Bruno Le Maire court après les « crises agricoles » et promet de résoudre celle que connaissent les producteurs de fruits et légumes. Le ministre de l’Agriculture a annoncé dans un premier temps plusieurs millions d’euros d’aide, sous forme d’allégements de charges et de reports d’intérêts d’emprunt. Et il s’est risqué à promettre pour le 7 septembre un plan de sortie de crise aux producteurs, qui se disent exsangues face à la concurrence de pays comme l’Espagne ou l’Italie. Une crise qui n’est pas près de s’arrêter tant le poids des délocalisations de production organisées par de grandes coopératives et les efforts de la grande distribution « pour gagner plus » pèsent sur ce secteur.


Le ministre de l’Agriculture a sans doute oublié que la France est de moins en moins un « pays agricole » et que des centaines de milliers d’hectares sont en jachère ou abandonnés. En clair, l’argument de la concurrence de produits venus d’ailleurs à bas prix est souvent fallacieux. Ainsi, pour la pêche et la nectarine, dont la mévente a alimenté la chronique estivale, la production française est en chute libre : les estimations du ministère de l’Agriculture sont de 319 000 tonnes pour 2011. Loin du chiffre de la consommation, qui tourne autour de 550 000 tonnes.
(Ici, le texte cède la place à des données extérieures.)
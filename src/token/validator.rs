//! Token validation: binding, integrity, and freshness checks.

use base64::engine::general_purpose::URL_SAFE_NO_PAD;
use base64::Engine;
use chrono::{DateTime, Utc};
use subtle::ConstantTimeEq;

use crate::event::Event;

use super::codec;
use super::error::{Result, TokenError};
use super::issuer::{compute_mac, IssuerKey, MAC_LEN, NONCE_LEN};
use super::policy::SecurityPolicy;
use super::types::CheckInToken;

/// Validates decoded tokens against an event and the current time.
///
/// Validation is terminal in one step: a token is either valid or rejected
/// with exactly one [`TokenError`]. Checks run in a fixed order so that the
/// reported rejection is deterministic:
///
/// 1. event binding (`WrongEvent`)
/// 2. security tier binding (`SecurityLevelMismatch`)
/// 3. integrity (`Forged`)
/// 4. future-dated issuance (`FutureIssued`)
/// 5. freshness (`Expired`) — age exactly equal to the TTL is still valid
///
/// Event binding is checked first: a token for a different event is
/// `WrongEvent` regardless of its freshness or integrity.
///
/// # Example
///
/// ```
/// use chrono::Utc;
/// use eviden_core::event::{Event, EventId};
/// use eviden_core::geo::{Coordinates, VenueSize, VenueType};
/// use eviden_core::token::{IssuerKey, SecurityLevel, SecurityPolicy, TokenIssuer, TokenValidator};
///
/// let key = IssuerKey::generate();
/// let issuer = TokenIssuer::new(key.clone());
/// let validator = TokenValidator::new(key, SecurityPolicy::default());
///
/// let now = Utc::now();
/// let event = Event::new(
///     EventId::new("evt_1"),
///     Coordinates::new(52.52, 13.405).unwrap(),
///     100.0,
///     VenueType::Indoor,
///     VenueSize::Medium,
///     500,
///     SecurityLevel::High,
///     now - chrono::Duration::hours(1),
///     now + chrono::Duration::hours(1),
/// )
/// .unwrap();
///
/// let token = issuer.issue(event.id(), SecurityLevel::High, now);
/// assert!(validator.validate(&token, &event, now).is_ok());
/// ```
#[derive(Debug, Clone)]
pub struct TokenValidator {
    key: IssuerKey,
    policy: SecurityPolicy,
}

impl TokenValidator {
    /// Creates a validator sharing the issuer's key, with the given TTL
    /// policy.
    #[must_use]
    pub const fn new(key: IssuerKey, policy: SecurityPolicy) -> Self {
        Self { key, policy }
    }

    /// The TTL policy this validator applies.
    #[must_use]
    pub const fn policy(&self) -> &SecurityPolicy {
        &self.policy
    }

    /// Decodes a raw scanned payload and validates the result.
    ///
    /// # Errors
    ///
    /// Propagates decode failures (`MalformedPayload`, `MissingField`,
    /// `UnknownSecurityLevel`) and every rejection [`validate`](Self::validate)
    /// can produce.
    pub fn validate_payload(
        &self,
        payload: &str,
        event: &Event,
        now: DateTime<Utc>,
    ) -> Result<CheckInToken> {
        let token = codec::decode(payload)?;
        self.validate(&token, event, now)?;
        Ok(token)
    }

    /// Validates an already-decoded token against the event and `now`.
    ///
    /// # Errors
    ///
    /// Returns the first failing check in the documented order.
    pub fn validate(&self, token: &CheckInToken, event: &Event, now: DateTime<Utc>) -> Result<()> {
        if token.event_id != *event.id() {
            return Err(TokenError::WrongEvent {
                expected: event.id().clone(),
                actual: token.event_id.clone(),
            });
        }

        if token.security_level != event.security_level() {
            return Err(TokenError::SecurityLevelMismatch {
                expected: event.security_level(),
                actual: token.security_level,
            });
        }

        self.verify_integrity(token)?;

        let age = now.signed_duration_since(token.issued_at);
        if age < chrono::Duration::zero() {
            return Err(TokenError::FutureIssued {
                skew_ms: -age.num_milliseconds(),
            });
        }

        let ttl = self.policy.ttl(token.security_level);
        if age > ttl {
            return Err(TokenError::expired(age, ttl));
        }

        Ok(())
    }

    /// Recomputes the token MAC and compares in constant time.
    fn verify_integrity(&self, token: &CheckInToken) -> Result<()> {
        let raw = URL_SAFE_NO_PAD
            .decode(&token.integrity)
            .map_err(|_| TokenError::Forged)?;
        if raw.len() != NONCE_LEN + MAC_LEN {
            return Err(TokenError::Forged);
        }

        let (nonce, claimed_mac) = raw.split_at(NONCE_LEN);
        let expected = compute_mac(
            &self.key,
            &token.event_id,
            token.issued_at,
            token.security_level,
            nonce,
        );

        if bool::from(expected.as_slice().ct_eq(claimed_mac)) {
            Ok(())
        } else {
            Err(TokenError::Forged)
        }
    }
}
Les importations en provenance de l’Union européenne ont été, en 2010, de 221 076 tonnes, dont 105 000 d’Espagne. Tonnage auquel il faut ajouter 115 754 tonnes en provenance « du reste du monde », c’est-à-dire de très loin, y compris de Chine ou d’Égypte, par exemple. Au cours des cinq dernières années, la surface française plantée en pêchers, en nectarines et en brugnons a diminué de 11 %, et ce mouvement continue. Conséquence : la production française est déclinante et ne peut suffire à la demande, qu’il s’agisse de fruits et de légumes frais ou à mettre en conserve.

La « crise » de la tomate constatée au cours du mois de juillet relève de la même aberration du système de production et de distribution, puisque en 2010 les importations de la France en provenance des pays de l’Union européenne ont été de 219 000 tonnes, dont 130 000 provenant d’Espagne. La France ne produit que 5 % de sa consommation, qu’il s’agisse du frais ou de la conserve ! En 2010, la production française de fraises (48 000 tonnes pour une consommation de 120 000 tonnes par an) n’a représenté que 4 % de celle de l’Union européenne.


Et la production française de pommes est tombée (tous usages confondus) à 1 750 000 tonnes, le verger français ayant été réduit de 8 % au cours des cinq dernières années… Conclusion : Bruno Le Maire devrait revoir sa copie en ce qui concerne la production française de fruits et de légumes…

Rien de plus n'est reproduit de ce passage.